TASK DETAILS :: Which lines of the data contain the string "struct"? Copy every one.

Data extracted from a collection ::
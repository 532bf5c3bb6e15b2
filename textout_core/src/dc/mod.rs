//! Device context: the drawing state text output reads and updates.
//!
//! Holds the world/device transforms, text alignment, background mode and
//! colors, inter-character spacing, the current cursor position, and the
//! visible-region stack. Text output borrows it mutably for the whole call,
//! so no other drawing can interleave.

mod clip;

pub use clip::ClipStack;

use log::warn;

use crate::color::Rgb;
use crate::geometry::{Point, Rect};
use crate::xform::Xform;

/// Horizontal anchor of the reference point relative to the text.
#[derive(Debug, Clone, Copy, PartialEq, Eq, Default)]
pub enum HorizontalAlign {
    #[default]
    Left,
    Right,
    Center,
}

/// Vertical anchor of the reference point relative to the text.
#[derive(Debug, Clone, Copy, PartialEq, Eq, Default)]
pub enum VerticalAlign {
    #[default]
    Top,
    Bottom,
    Baseline,
}

/// Text alignment mode.
#[derive(Debug, Clone, Copy, PartialEq, Eq, Default)]
pub struct TextAlign {
    pub horizontal: HorizontalAlign,
    pub vertical: VerticalAlign,
    /// Draw at the cursor position instead of the request origin, and move
    /// the cursor past the text afterwards.
    pub update_cp: bool,
}

impl TextAlign {
    pub const fn new(horizontal: HorizontalAlign, vertical: VerticalAlign) -> Self {
        Self {
            horizontal,
            vertical,
            update_cp: false,
        }
    }

    /// Same alignment with cursor tracking enabled.
    #[must_use]
    pub const fn with_update_cp(mut self) -> Self {
        self.update_cp = true;
        self
    }
}

/// Whether text output paints the background behind glyphs.
#[derive(Debug, Clone, Copy, PartialEq, Eq, Default)]
pub enum BackgroundMode {
    Transparent,
    #[default]
    Opaque,
}

/// Drawing state for one drawable.
#[derive(Debug, Clone)]
pub struct DeviceContext {
    /// Offset of the context inside its drawable.
    origin: Point,
    world_to_device: Xform,
    device_to_world: Xform,
    pub text_align: TextAlign,
    pub background_mode: BackgroundMode,
    pub background_color: Rgb,
    pub text_color: Rgb,
    /// Extra device pixels after every character.
    pub char_extra: i32,
    /// Extra device pixels after every break character.
    pub break_extra: i32,
    /// Justification pixels left over after dividing among breaks.
    pub break_rem: i32,
    /// Current position in logical units.
    cursor: Point,
    clip: ClipStack,
}

impl DeviceContext {
    /// Create a context at `origin` whose visible region is `visible`
    /// (device space, relative to `origin`).
    pub fn new(origin: Point, visible: Rect) -> Self {
        Self {
            origin,
            world_to_device: Xform::IDENTITY,
            device_to_world: Xform::IDENTITY,
            text_align: TextAlign::default(),
            background_mode: BackgroundMode::default(),
            background_color: Rgb::WHITE,
            text_color: Rgb::BLACK,
            char_extra: 0,
            break_extra: 0,
            break_rem: 0,
            cursor: Point::default(),
            clip: ClipStack::new(visible),
        }
    }

    pub fn origin(&self) -> Point {
        self.origin
    }

    pub fn world_to_device(&self) -> &Xform {
        &self.world_to_device
    }

    pub fn device_to_world(&self) -> &Xform {
        &self.device_to_world
    }

    /// Replace the world transform. A singular transform is rejected and the
    /// previous one kept; returns whether the new transform was installed.
    pub fn set_world_transform(&mut self, xform: Xform) -> bool {
        let Some(inverse) = xform.invert() else {
            warn!("dc: rejecting singular transform {xform:?}");
            return false;
        };
        self.world_to_device = xform;
        self.device_to_world = inverse;
        true
    }

    /// Logical to device coordinates.
    pub fn lp_to_dp(&self, p: Point) -> Point {
        self.world_to_device.map_point(p)
    }

    /// Device to logical coordinates.
    pub fn dp_to_lp(&self, p: Point) -> Point {
        self.device_to_world.map_point(p)
    }

    /// Current position in logical units.
    pub fn cursor(&self) -> Point {
        self.cursor
    }

    pub fn move_to(&mut self, p: Point) {
        self.cursor = p;
    }

    pub fn clip(&self) -> &ClipStack {
        &self.clip
    }

    pub fn clip_mut(&mut self) -> &mut ClipStack {
        &mut self.clip
    }

    /// Visible region in drawable coordinates.
    pub fn drawable_clip(&self) -> Rect {
        self.clip.visible().offset(self.origin.x, self.origin.y)
    }

    /// Spread `extra` pixels over `breaks` break characters.
    ///
    /// Each break gets `extra / breaks`; what is left becomes the break
    /// remainder used by text measurement. Zero breaks clears justification.
    pub fn set_text_justification(&mut self, extra: i32, breaks: i32) {
        if breaks == 0 {
            self.break_extra = 0;
            self.break_rem = 0;
            return;
        }
        self.break_extra = extra / breaks;
        self.break_rem = extra - breaks * self.break_extra;
    }
}

#[cfg(test)]
mod tests;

TASK RESPONSE ::
pub struct TextAlign {
pub struct DeviceContext {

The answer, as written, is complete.